Agencies will form in-house production companies (or continue to grow their own) so all jobs (and money) can be circulated within the company. And it makes sense, too. Why outsource and spend millions when you can invest in your own production capabilities and keep those millions? This is something that was only made possible due to innovation in the digital video space. Ten years ago it would cost millions of dollars to create a cinematic looking ad. Now even college kids have access to stellar equipment and editing systems that can emulate what only the elite had access to in the past. This will also give rise to the new-form boutique agencies that understand the shift to digital and capitalize off this movement, forming production companies within their agency as the foundation of their services, rather than implementing those services after being in business for years.
This is bad news for larger existing production companies: brands will continue to cut back on multi-million dollar budgets and instead want more videos to keep up with digital advertising. This means less money per video will be spent. Rather than produce 10 large advertisements in 1 year, brands will want to produce let’s say, 40. However, they won’t increase their budget substantially for the production of these videos; therefore, the the cost per video will depreciate in value. And since the brands and agencies will continue to implement their own in-house production capabilities, the production companies won’t be necessary for the majority of the lower-budget work (which will be most of the market share).
I’m not saying this will all occur in 2017. This process will happen over the course of several years. This is just the beginning. But we are at a critical turning point. A turning point that will make some people very rich, and others will be left in the dust.

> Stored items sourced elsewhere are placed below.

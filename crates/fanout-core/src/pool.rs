//! Delivery worker pool.
//!
//! A thin wrapper over a core-scoped rayon thread pool. Rayon gives each
//! worker its own lock-free deque with work stealing; this wrapper adds the
//! one thing shutdown needs that rayon does not provide: a way to wait for
//! every task enqueued so far to finish ([`drain`](WorkerPool::drain)).
//!
//! Enqueueing never blocks and never applies backpressure; `publish`
//! returns as soon as its delivery tasks are queued.

use std::sync::atomic::{AtomicUsize, Ordering};
use std::sync::Arc;

use parking_lot::{Condvar, Mutex};

use crate::Error;

struct InFlight {
    count: AtomicUsize,
    lock: Mutex<()>,
    drained: Condvar,
}

/// Work-stealing pool executing subscriber deliveries.
pub struct WorkerPool {
    pool: rayon::ThreadPool,
    in_flight: Arc<InFlight>,
}

impl WorkerPool {
    /// Builds a pool with `threads` workers; `0` sizes the pool to the
    /// host's available parallelism.
    ///
    /// # Errors
    ///
    /// [`Error::Unknown`] if the pool threads cannot be spawned.
    pub fn new(threads: usize) -> Result<Self, Error> {
        let pool = rayon::ThreadPoolBuilder::new()
            .num_threads(threads)
            .thread_name(|i| format!("fanout-worker-{i}"))
            .build()
            .map_err(|_| Error::Unknown)?;

        Ok(Self {
            pool,
            in_flight: Arc::new(InFlight {
                count: AtomicUsize::new(0),
                lock: Mutex::new(()),
                drained: Condvar::new(),
            }),
        })
    }

    /// Number of worker threads.
    #[must_use]
    pub fn threads(&self) -> usize {
        self.pool.current_num_threads()
    }

    /// Tasks enqueued or running right now.
    #[must_use]
    pub fn in_flight(&self) -> usize {
        self.in_flight.count.load(Ordering::Acquire)
    }

    /// Enqueues `task` without blocking.
    pub fn spawn<F>(&self, task: F)
    where
        F: FnOnce() + Send + 'static,
    {
        let tracker = Arc::clone(&self.in_flight);
        tracker.count.fetch_add(1, Ordering::AcqRel);

        self.pool.spawn(move || {
            task();

            if tracker.count.fetch_sub(1, Ordering::AcqRel) == 1 {
                // Last task out: wake any drain() waiters. The lock pairs
                // the decrement with the condvar wait below.
                let _guard = tracker.lock.lock();
                tracker.drained.notify_all();
            }
        });
    }

    /// Blocks until every task enqueued so far has completed.
    ///
    /// Tasks enqueued while draining are waited for as well; the caller is
    /// responsible for stopping new enqueues first if it needs convergence.
    pub fn drain(&self) {
        let mut guard = self.in_flight.lock.lock();

        while self.in_flight.count.load(Ordering::Acquire) != 0 {
            self.in_flight.drained.wait(&mut guard);
        }
    }
}

impl std::fmt::Debug for WorkerPool {
    fn fmt(&self, f: &mut std::fmt::Formatter<'_>) -> std::fmt::Result {
        f.debug_struct("WorkerPool")
            .field("threads", &self.threads())
            .field("in_flight", &self.in_flight())
            .finish()
    }
}

// ===========================================================================
// Tests
// ===========================================================================

#[cfg(test)]
mod tests {
    use super::*;

    use std::sync::atomic::AtomicU64;
    use std::time::Duration;

    #[test]
    fn test_pool_sizes_to_hardware_by_default() {
        let pool = WorkerPool::new(0).unwrap();
        assert!(pool.threads() >= 1);
    }

    #[test]
    fn test_spawn_executes_tasks() {
        let pool = WorkerPool::new(2).unwrap();
        let counter = Arc::new(AtomicU64::new(0));

        for _ in 0..64 {
            let counter = Arc::clone(&counter);
            pool.spawn(move || {
                counter.fetch_add(1, Ordering::SeqCst);
            });
        }

        pool.drain();
        assert_eq!(counter.load(Ordering::SeqCst), 64);
        assert_eq!(pool.in_flight(), 0);
    }

    #[test]
    fn test_drain_waits_for_slow_tasks() {
        let pool = WorkerPool::new(4).unwrap();
        let done = Arc::new(AtomicU64::new(0));

        for _ in 0..8 {
            let done = Arc::clone(&done);
            pool.spawn(move || {
                std::thread::sleep(Duration::from_millis(20));
                done.fetch_add(1, Ordering::SeqCst);
            });
        }

        pool.drain();
        assert_eq!(done.load(Ordering::SeqCst), 8);
    }

    #[test]
    fn test_drain_on_idle_pool_returns() {
        let pool = WorkerPool::new(1).unwrap();
        pool.drain();
    }

    #[test]
    fn test_spawn_does_not_block_when_saturated() {
        let pool = WorkerPool::new(1).unwrap();
        let release = Arc::new(AtomicU64::new(0));

        // Occupy the single worker.
        let gate = Arc::clone(&release);
        pool.spawn(move || {
            while gate.load(Ordering::SeqCst) == 0 {
                std::thread::yield_now();
            }
        });

        // These enqueues must return immediately despite the busy worker.
        for _ in 0..32 {
            pool.spawn(|| {});
        }
        assert!(pool.in_flight() >= 1);

        release.store(1, Ordering::SeqCst);
        pool.drain();
    }
}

I’m always on the lookout for the next big social network, but I think people have become so comfortable with the current options we have at the moment that there isn’t a need for a new platform. It’s like being in a relationship — if things are great, it’s great; but once it goes sour other options seem more appealing. Even so, that takes time — because people (and consumers) like to be comfortable. Think about when an app updates and revamps it’s look or image. It throws you off. You don’t like it. Publications mock it. Then a month later, you can’t even remember what it looked like. Think about Instagram — what did that used to look like? My point exactly. It’s in our nature — people evolve, adapt to their surroundings, adjust and move on. Vine died because other networks offered the same tool and therefore it became irrelevant. Twitter will follow suit and die in 2017. Why? Because “trending” and #’s aren’t unique to that platform anymore. Just go to Facebook and you can read all about what’s going on in the world — whether real… or fake (but that’s a subject for another time).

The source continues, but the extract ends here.